Bayesian One-Sample T-Test (Stan)

Quentin F. Gronau

2021-04-15

In this vignette, we explain how we can compute the (log) marginal likelihood and the Bayes factor for models fitted in Stan. This approach has the advantage that the user only needs to pass the fitted stanfit object which contains all information that is necessary to compute the (log) marginal likelihood. Here we show how one can conduct a Bayesian one-sample t-test as implemented in the BayesFactor package (Morey & Rouder, 2015).

Model

The Bayesian one-sample t-test makes the assumption that the observations are normally distributed with mean \(\mu\) and variance \(\sigma^2\). The model is then reparametrized in terms of the standardized effect size \(\delta = \mu/\sigma\). For the standardized effect size, a Cauchy prior with location zero and scale \(r = 1/\sqrt{2}\) is used. For the variance \(\sigma^2\), Jeffreys’s prior is used: \(p(\sigma^2) \propto 1/\sigma^2\).

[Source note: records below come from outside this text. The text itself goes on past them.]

//! Line-based interactive prompts.
//!
//! [`Console`] wraps any buffered reader and writer so the session can be
//! driven from stdin/stdout or, in tests, from in-memory buffers.

use anyhow::{Result, bail};
use std::io::{BufRead, Write};
use tracing::debug;

use crate::catalog::{city_choices, day_choices, month_choices};
use crate::loader::Filters;
use crate::reports::rule;

const RETRY_MESSAGE: &str = "Sorry, I didn't catch that. Try again.";

const CITY_PROMPT: &str =
    "\nWhich city would you like to filter by? New York City, Chicago or Washington?\n";
const MONTH_PROMPT: &str = "\nWhich month would you like to filter by? January, February, March, April, May, June or type 'all' if you do not have any preference?\n";
const DAY_PROMPT: &str = "\nAre you looking for a particular day? If so, kindly enter the day as follows: Sunday, Monday, Tuesday, Wednesday, Thursday, Friday, Saturday or type 'all' if you do not have any preference.\n";

pub struct Console<R, W> {
    input: R,
    output: W,
}

impl<R: BufRead, W: Write> Console<R, W> {
    pub fn new(input: R, output: W) -> Self {
        Self { input, output }
    }

    pub fn output(&mut self) -> &mut W {
        &mut self.output
    }

    pub fn into_output(self) -> W {
        self.output
    }

    /// Prints `prompt` and reads one answer, trimmed and lowercased.
    ///
    /// Returns `None` once the input is exhausted.
    pub fn ask(&mut self, prompt: &str) -> Result<Option<String>> {
        Ok(self.read_line(prompt)?.map(|line| line.trim().to_lowercase()))
    }

    /// Prints `prompt` and reads one line with only the line terminator removed.
    fn read_line(&mut self, prompt: &str) -> Result<Option<String>> {
        write!(self.output, "{prompt}")?;
        self.output.flush()?;

        let mut line = String::new();
        if self.input.read_line(&mut line)? == 0 {
            return Ok(None);
        }
        let len = line.trim_end_matches(['\n', '\r']).len();
        line.truncate(len);
        Ok(Some(line))
    }

    /// Re-prompts until the answer is one of `valid`, then returns it.
    ///
    /// # Errors
    ///
    /// Returns an error if the input closes before a valid answer is given.
    pub fn get_user_input(&mut self, prompt: &str, valid: &[String]) -> Result<String> {
        loop {
            let Some(answer) = self.ask(prompt)? else {
                bail!("input closed while waiting for an answer");
            };
            if valid.contains(&answer) {
                return Ok(answer);
            }
            debug!(answer = %answer, "Rejected input");
            writeln!(self.output, "{RETRY_MESSAGE}")?;
        }
    }

    /// Asks a yes/no question. Only `yes` in any letter case counts; padded
    /// answers and closed input are no.
    pub fn confirm(&mut self, prompt: &str) -> Result<bool> {
        Ok(self
            .read_line(prompt)?
            .is_some_and(|line| line.eq_ignore_ascii_case("yes")))
    }
}

/// Asks for a city, month, and day, returning them in title case.
pub fn get_filters<R: BufRead, W: Write>(console: &mut Console<R, W>) -> Result<Filters> {
    writeln!(console.output(), "\nHello! Let's explore some US bikeshare data!")?;

    let city = console.get_user_input(CITY_PROMPT, &city_choices())?;
    let month = console.get_user_input(MONTH_PROMPT, &month_choices())?;
    let day = console.get_user_input(DAY_PROMPT, &day_choices())?;

    writeln!(console.output(), "{}", rule())?;
    Ok(Filters::new(
        &title_case(&city),
        &title_case(&month),
        &title_case(&day),
    ))
}

/// Uppercases the first letter of each space-separated word.
pub fn title_case(value: &str) -> String {
    value
        .split(' ')
        .map(|word| {
            let mut chars = word.chars();
            match chars.next() {
                Some(first) => first.to_uppercase().chain(chars).collect(),
                None => String::new(),
            }
        })
        .collect::<Vec<String>>()
        .join(" ")
}
use serde::Serialize;
use std::fmt;

use super::utility::mode;
use super::{OrNoData, Report};
use crate::trip::TripTable;

/// The most frequent times of travel.
#[derive(Debug, Serialize)]
pub struct TimeStats {
    pub popular_month: Option<u32>,
    pub popular_day: Option<String>,
    pub popular_hour: Option<u32>,
}

impl Report for TimeStats {
    const HEADING: &'static str = "Calculating The Most Frequent Times of Travel...";

    fn from_table(table: &TripTable) -> Self {
        let rows = table.rows();
        TimeStats {
            popular_month: mode(rows.iter().map(|t| t.month())),
            popular_day: mode(rows.iter().map(|t| t.day_of_week())).map(String::from),
            popular_hour: mode(rows.iter().map(|t| t.hour())),
        }
    }
}

impl fmt::Display for TimeStats {
    fn fmt(&self, f: &mut fmt::Formatter<'_>) -> fmt::Result {
        writeln!(f, "Most Common Month: {}", OrNoData(&self.popular_month))?;
        writeln!(f, "Most Common Day: {}", OrNoData(&self.popular_day))?;
        writeln!(f, "Most Common Hour: {}", OrNoData(&self.popular_hour))
    }
}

In this example, we are interested in comparing the null model \(\mathcal{H}_0\), which posits that the effect size \(\delta\) is zero, to the alternative hypothesis \(\mathcal{H}_1\), which assigns \(\delta\) the above described Cauchy prior.

Data

In this example, we will analyze the sleep data set from the t.test example. This data set shows the effect of two soporific drugs (increase in hours of sleep compared to control) on 10 patients. These data can be analyzed via a one-sample t-test by first computing the difference scores and then conducting the t-test using these difference scores as data. The difference scores are calculated as follows:

library(bridgesampling)

set.seed(12345)

# Sleep data from t.test example
data(sleep)

# compute difference scores
y <- sleep$extra[sleep$group == 2] - sleep$extra[sleep$group == 1]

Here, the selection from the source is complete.